___ Data to examine ___
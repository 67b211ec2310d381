//! Controller runner - builds the task completion controller future

use std::future::Future;
use std::pin::Pin;
use std::sync::Arc;

use futures::StreamExt;
use k8s_openapi::api::core::v1::Pod;
use kube::runtime::watcher::Config as WatcherConfig;
use kube::runtime::Controller;
use kube::{Api, Client};

use tasklane_common::{TasklaneConfig, LABEL_GUID, LABEL_SOURCE_TYPE, SOURCE_TYPE_TASK};
use tasklane_task::client::{KubeJobClient, KubePodReader};
use tasklane_task::reconciler::{error_policy, reconcile};
use tasklane_task::{CallbackReporter, TaskJobDeleter, TaskReconciler};

/// Watcher timeout (seconds) - must be less than client read_timeout (30s)
const WATCH_TIMEOUT_SECS: u32 = 25;

/// Label selector matching task pods
pub fn task_pod_selector() -> String {
    format!("{}={},{}", LABEL_SOURCE_TYPE, SOURCE_TYPE_TASK, LABEL_GUID)
}

/// Assemble the reconciler from Kubernetes-backed collaborators
pub fn build_task_reconciler(
    client: Client,
    config: &TasklaneConfig,
) -> anyhow::Result<TaskReconciler> {
    let jobs = Arc::new(KubeJobClient::new(client.clone(), &config.namespace));
    let pods = Arc::new(KubePodReader::new(client));
    let reporter = Arc::new(CallbackReporter::from_config(config)?);
    let deleter = Arc::new(TaskJobDeleter::new(jobs.clone()));

    Ok(TaskReconciler::from_config(
        config, pods, jobs, reporter, deleter,
    ))
}

/// Build the task completion controller future
pub fn build_task_controller(
    client: Client,
    config: &TasklaneConfig,
) -> anyhow::Result<Pin<Box<dyn Future<Output = ()> + Send>>> {
    let ctx = Arc::new(build_task_reconciler(client.clone(), config)?);
    let pods: Api<Pod> = Api::namespaced(client, &config.namespace);

    tracing::info!(namespace = %config.namespace, "- Task controller");

    Ok(Box::pin(
        Controller::new(
            pods,
            WatcherConfig::default()
                .labels(&task_pod_selector())
                .timeout(WATCH_TIMEOUT_SECS),
        )
        .shutdown_on_signal()
        .run(reconcile, error_policy, ctx)
        .for_each(log_reconcile_result("Task")),
    ))
}

fn log_reconcile_result<T: std::fmt::Debug, E: std::fmt::Debug>(
    controller_name: &'static str,
) -> impl Fn(Result<T, E>) -> std::future::Ready<()> {
    move |result| {
        match result {
            Ok(action) => tracing::debug!(?action, "{} reconciliation completed", controller_name),
            Err(e) => tracing::error!(error = ?e, "{} reconciliation error", controller_name),
        }
        std::future::ready(())
    }
}
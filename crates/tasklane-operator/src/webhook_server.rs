//! HTTPS server for the admission webhook

use axum_server::tls_rustls::RustlsConfig;
use tracing::info;

use tasklane_common::config::WebhookConfig;
use tasklane_webhook::webhook_router;

/// Serve the mutating webhook until the server fails
pub async fn serve_webhook(config: &WebhookConfig) -> anyhow::Result<()> {
    let tls_config = RustlsConfig::from_pem_file(&config.cert_path, &config.key_path)
        .await
        .map_err(|e| {
            anyhow::anyhow!(
                "failed to load webhook TLS material from {} / {}: {}",
                config.cert_path.display(),
                config.key_path.display(),
                e
            )
        })?;

    info!(addr = %config.listen_addr, "starting admission webhook server");

    axum_server::bind_rustls(config.listen_addr, tls_config)
        .serve(webhook_router().into_make_service())
        .await
        .map_err(|e| anyhow::anyhow!("webhook server error: {}", e))
}
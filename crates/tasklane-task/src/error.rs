//! Task-specific error types

#[derive(Debug, thiserror::Error)]
pub enum TaskError {
    #[error("{kind} '{name}' not found")]
    NotFound { kind: &'static str, name: String },

    #[error("conflict: {0}")]
    Conflict(String),

    #[error("job with guid {guid} should have 1 instance, but it has: {count}")]
    Cardinality { guid: String, count: usize },

    #[error("completion callback failed: {0}")]
    Callback(String),

    #[error("kubernetes error: {0}")]
    Kube(#[from] kube::Error),

    #[error("http error: {0}")]
    Http(#[from] reqwest::Error),

    #[error("missing namespace on pod")]
    MissingNamespace,

    #[error("invalid configuration: {0}")]
    Config(String),
}

impl TaskError {
    /// Whether the error means the object is already gone
    pub fn is_not_found(&self) -> bool {
        matches!(self, TaskError::NotFound { .. })
    }
}
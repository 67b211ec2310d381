//! Logging initialization
//!
//! Installs a `tracing` subscriber with:
//! - `RUST_LOG`-style filtering, with a sensible default when unset
//! - JSON structured output, or human-readable output for local runs

use tracing_subscriber::layer::SubscriberExt;
use tracing_subscriber::util::SubscriberInitExt;
use tracing_subscriber::EnvFilter;

use crate::{Error, Result};

/// Filter used when `RUST_LOG` is not set
pub const DEFAULT_LOG_FILTER: &str = "info,tasklane=debug,kube=info,tower=warn,hyper=warn";

/// Configuration for telemetry initialization
#[derive(Debug, Clone)]
pub struct TelemetryConfig {
    /// Service name attached to every log line (e.g., "tasklane-operator")
    pub service_name: String,
    /// Emit JSON lines instead of human-readable output
    pub json: bool,
}

impl Default for TelemetryConfig {
    fn default() -> Self {
        Self {
            service_name: "tasklane".to_string(),
            json: true,
        }
    }
}

/// Build the env filter, falling back to `DEFAULT_LOG_FILTER`
pub fn env_filter() -> EnvFilter {
    EnvFilter::try_from_default_env().unwrap_or_else(|_| EnvFilter::new(DEFAULT_LOG_FILTER))
}

/// Initialize the global tracing subscriber
///
/// Fails if a subscriber was already installed.
pub fn init_telemetry(config: TelemetryConfig) -> Result<()> {
    let registry = tracing_subscriber::registry().with(env_filter());

    let result = if config.json {
        registry
            .with(
                tracing_subscriber::fmt::layer()
                    .json()
                    .with_current_span(true)
                    .with_span_list(false)
                    .with_target(true)
                    .with_file(false)
                    .with_line_number(false),
            )
            .try_init()
    } else {
        registry
            .with(tracing_subscriber::fmt::layer().with_target(true))
            .try_init()
    };

    result.map_err(|e| Error::telemetry(e.to_string()))?;

    tracing::info!(service = %config.service_name, "telemetry initialized");
    Ok(())
}
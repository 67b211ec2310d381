//! Task domain types submitted by the platform layer

use std::collections::BTreeMap;

use serde::{Deserialize, Serialize};

/// A one-shot unit of work identified by a GUID
#[derive(Clone, Debug, Default, Serialize, Deserialize, PartialEq)]
#[serde(rename_all = "camelCase", default)]
pub struct Task {
    pub guid: String,
    pub app_name: String,
    pub app_guid: String,
    pub space_name: String,
    pub space_guid: String,
    pub org_name: String,
    pub org_guid: String,
    pub image: String,
    pub command: Vec<String>,
    pub env: BTreeMap<String, String>,
    pub memory_mb: u64,
    pub cpu_weight: u8,
    pub disk_mb: u64,
}

impl Task {
    /// Prefix handed to the API server's `generateName`
    ///
    /// `<app>-<space>-` when both names are known, otherwise `<guid>-`.
    pub fn name_prefix(&self) -> String {
        if self.app_name.is_empty() || self.space_name.is_empty() {
            format!("{}-", self.guid)
        } else {
            format!("{}-{}-", self.app_name, self.space_name)
        }
    }
}

/// A task executed as download → execute → upload
///
/// Unset stage images fall back to the task image.
#[derive(Clone, Debug, Default, Serialize, Deserialize, PartialEq)]
#[serde(rename_all = "camelCase")]
pub struct StagingTask {
    #[serde(flatten)]
    pub task: Task,
    #[serde(default, skip_serializing_if = "Option::is_none")]
    pub downloader_image: Option<String>,
    #[serde(default, skip_serializing_if = "Option::is_none")]
    pub executor_image: Option<String>,
    #[serde(default, skip_serializing_if = "Option::is_none")]
    pub uploader_image: Option<String>,
}

impl StagingTask {
    pub fn downloader_image(&self) -> &str {
        self.stage_image(&self.downloader_image)
    }

    pub fn executor_image(&self) -> &str {
        self.stage_image(&self.executor_image)
    }

    pub fn uploader_image(&self) -> &str {
        self.stage_image(&self.uploader_image)
    }

    fn stage_image<'a>(&'a self, image: &'a Option<String>) -> &'a str {
        match image.as_deref() {
            Some(image) if !image.is_empty() => image,
            _ => &self.task.image,
        }
    }
}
___
§ Problem description
For each line of the entries that holds the word "already", pull that line out.

§ Exercise output
    /// Whether the error means the object is already gone
/// Fails if a subscriber was already installed.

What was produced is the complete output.